Scott Carpenter, the second American to orbit Earth, died on Thursday at age 88.
Carpenter was one of the original Mercury 7 astronauts chosen by NASA in 1959.
Following Carpenter’s death, John Glenn is the only survivor of the pioneering astronauts, which included Alan Shepard, Wally Schirra, Gus Grissom, Deke Slayton, and Gordon Cooper.
The Mercury 7 weren’t just average American men. They were all military test pilots, but also college-educated as engineers and in superb physical condition.
Each man emerged from one of the world’s most competitive selection processes that included a daunting combination of interviews, written exams, mental evaluations, and stress tests.
What followed were two years of intensive training before risking everything to become the first Americans to rocket into space.
Selection of the Mercury astronauts began in January 1959. Due to the rigors of space travel, only military test pilots from the U.S. Air Force, Navy, and Marine Corps were considered for America's first manned space program.
Candidates had to be younger than 40, no taller than 5' 11', and weigh no more than 180 pounds (due to the small size of the Mercury space capsule). They were also required to hold a bachelor's degree in engineering, have graduated test pilot school, and have 1,500 hours of flying time.
30-two men who made it through a tough interview process in Washington, D.C, were sent to Lovelace Clinic in Albuquerque, New Mexico, where psychological and physical tests were conducted.
Test pilots were poked, probed, and measured for things like blood volume, water volume and total-body radiation count.
After one week of medical evaluations, the pilots were shipped off to Wright Air Development Center for Phase 4 of the selection program.
Each candidate had to prove his physical endurance through an elaborate series of vibration, heat, and pressure tests.
A candidate prepares to be whipped around in a human centrifuge, used to expose astronauts to g-forces they would experience during launch and re-entry.
Candidates were evaluated on their responses to questions like 'Who am I?' and 'Whom would you assign to the mission if you could not go yourself?'
NASA introduced the 'Mercury Seven' to the public at a press conference in Washington, D.C. On April 9, 1959.

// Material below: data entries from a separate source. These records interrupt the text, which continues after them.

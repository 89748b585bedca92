//! Completion request/response value objects.
//!
//! A [`CompletionRequest`] is immutable once constructed; it yields exactly
//! one [`CompletionResponse`] or one typed [`crate::provider::error::ProviderError`],
//! never both.

use crate::provider::config::GenerationParams;
use serde::{Deserialize, Serialize};
use std::time::Duration;

/// Role of a message in a completion request
#[derive(Debug, Clone, Copy, PartialEq, Eq, Serialize, Deserialize)]
#[serde(rename_all = "snake_case")]
pub enum Role {
    System,
    User,
    Assistant,
    Tool,
}

/// A role-tagged message in a completion request (Value Object)
#[derive(Debug, Clone, PartialEq, Serialize, Deserialize)]
pub struct ChatMessage {
    pub role: Role,
    pub content: String,
}

impl ChatMessage {
    pub fn system(content: impl Into<String>) -> Self {
        Self {
            role: Role::System,
            content: content.into(),
        }
    }

    pub fn user(content: impl Into<String>) -> Self {
        Self {
            role: Role::User,
            content: content.into(),
        }
    }

    pub fn assistant(content: impl Into<String>) -> Self {
        Self {
            role: Role::Assistant,
            content: content.into(),
        }
    }
}

/// A function/tool declaration carried on a request
#[derive(Debug, Clone, PartialEq, Serialize, Deserialize)]
pub struct ToolDeclaration {
    pub name: String,
    pub description: String,
    /// JSON schema of the tool parameters.
    pub parameters: serde_json::Value,
}

/// One provider call, provider-neutral.
#[derive(Debug, Clone, Default)]
pub struct CompletionRequest {
    pub messages: Vec<ChatMessage>,
    /// Explicit provider override; `None` resolves the default provider.
    pub provider: Option<String>,
    /// Explicit model override; `None` resolves the provider's default model.
    pub model: Option<String>,
    pub params: GenerationParams,
    pub tools: Vec<ToolDeclaration>,
    /// Optional overall deadline covering queue wait and all retries.
    pub deadline: Option<Duration>,
}

impl CompletionRequest {
    pub fn new(messages: Vec<ChatMessage>) -> Self {
        Self {
            messages,
            ..Default::default()
        }
    }

    pub fn with_provider(mut self, provider: impl Into<String>) -> Self {
        self.provider = Some(provider.into());
        self
    }

    pub fn with_model(mut self, model: impl Into<String>) -> Self {
        self.model = Some(model.into());
        self
    }

    pub fn with_params(mut self, params: GenerationParams) -> Self {
        self.params = params;
        self
    }

    pub fn with_deadline(mut self, deadline: Duration) -> Self {
        self.deadline = Some(deadline);
        self
    }
}

/// Why the model stopped generating
#[derive(Debug, Clone, Copy, PartialEq, Eq, Serialize, Deserialize)]
#[serde(rename_all = "snake_case")]
pub enum FinishReason {
    Stop,
    Length,
    ToolCalls,
    ContentFilter,
    Other,
}

/// One generated alternative
#[derive(Debug, Clone, Serialize, Deserialize)]
pub struct Choice {
    pub message: ChatMessage,
    pub finish_reason: FinishReason,
}

/// Token accounting reported by the provider
#[derive(Debug, Clone, Copy, Default, Serialize, Deserialize)]
pub struct TokenUsage {
    pub prompt_tokens: u64,
    pub completion_tokens: u64,
}

impl TokenUsage {
    pub fn total(&self) -> u64 {
        self.prompt_tokens + self.completion_tokens
    }
}

/// The result of one provider call.
#[derive(Debug, Clone, Serialize, Deserialize)]
pub struct CompletionResponse {
    pub choices: Vec<Choice>,
    pub usage: TokenUsage,
    /// Wall-clock time of the winning attempt, in milliseconds.
    pub latency_ms: u64,
    /// Provider that actually served the call.
    pub provider: String,
    /// Model that actually served the call.
    pub model: String,
}

impl CompletionResponse {
    /// Content of the first choice, or empty if the provider returned none.
    pub fn text(&self) -> &str {
        self.choices
            .first()
            .map(|c| c.message.content.as_str())
            .unwrap_or("")
    }
}

#[cfg(test)]
mod tests {
    use super::*;

    #[test]
    fn test_request_builder() {
        let request = CompletionRequest::new(vec![ChatMessage::user("hi")])
            .with_provider("openai")
            .with_model("gpt-4.1");
        assert_eq!(request.provider.as_deref(), Some("openai"));
        assert_eq!(request.model.as_deref(), Some("gpt-4.1"));
        assert_eq!(request.messages.len(), 1);
    }

    #[test]
    fn test_response_text_first_choice() {
        let response = CompletionResponse {
            choices: vec![Choice {
                message: ChatMessage::assistant("answer"),
                finish_reason: FinishReason::Stop,
            }],
            usage: TokenUsage::default(),
            latency_ms: 12,
            provider: "openai".into(),
            model: "gpt-4.1".into(),
        };
        assert_eq!(response.text(), "answer");
    }

    #[test]
    fn test_response_text_empty_choices() {
        let response = CompletionResponse {
            choices: vec![],
            usage: TokenUsage::default(),
            latency_ms: 0,
            provider: "openai".into(),
            model: "gpt-4.1".into(),
        };
        assert_eq!(response.text(), "");
    }
}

That month, the Original Seven reported to the Manned Spacecraft Center in Texas (later named the Johnson Space Center), for two years of training.
During the training period, astronauts spent hours in the classroom mastering the details of the Mercury craft and learning more about meteorology and engineering.
Contraptions like the Gimbal Rig simulated an uncontrolled spin in space flight. Nitrogen-gas jets twisted three aluminium cages around at speeds up to 30 revolutions per minute. The pilot was strapped into a plastic seat at the center of the cage, leaving only his arms free.
Zero-gravity flights, nicknamed the 'vomit comet' because of the nausea it often produces, were used to simulate weightlessness.
To prepare for landing off-course, the astronauts were left in the Nevada desert for four days with a mockup of the Mercury spacecraft, a parachute and a survival scenario. They emerged with clothing made out of the parachute material and beards.
Their training efforts ultimately paid off. On May 5, 1961, Alan Shepard became the first American in space, aboard Freedom 7.
Over the next two years, six of the Original Seven (Slayton was the exception) flew Mercury missions. The five-year-program, which also included five unmanned flights, paved the way for future human space travel.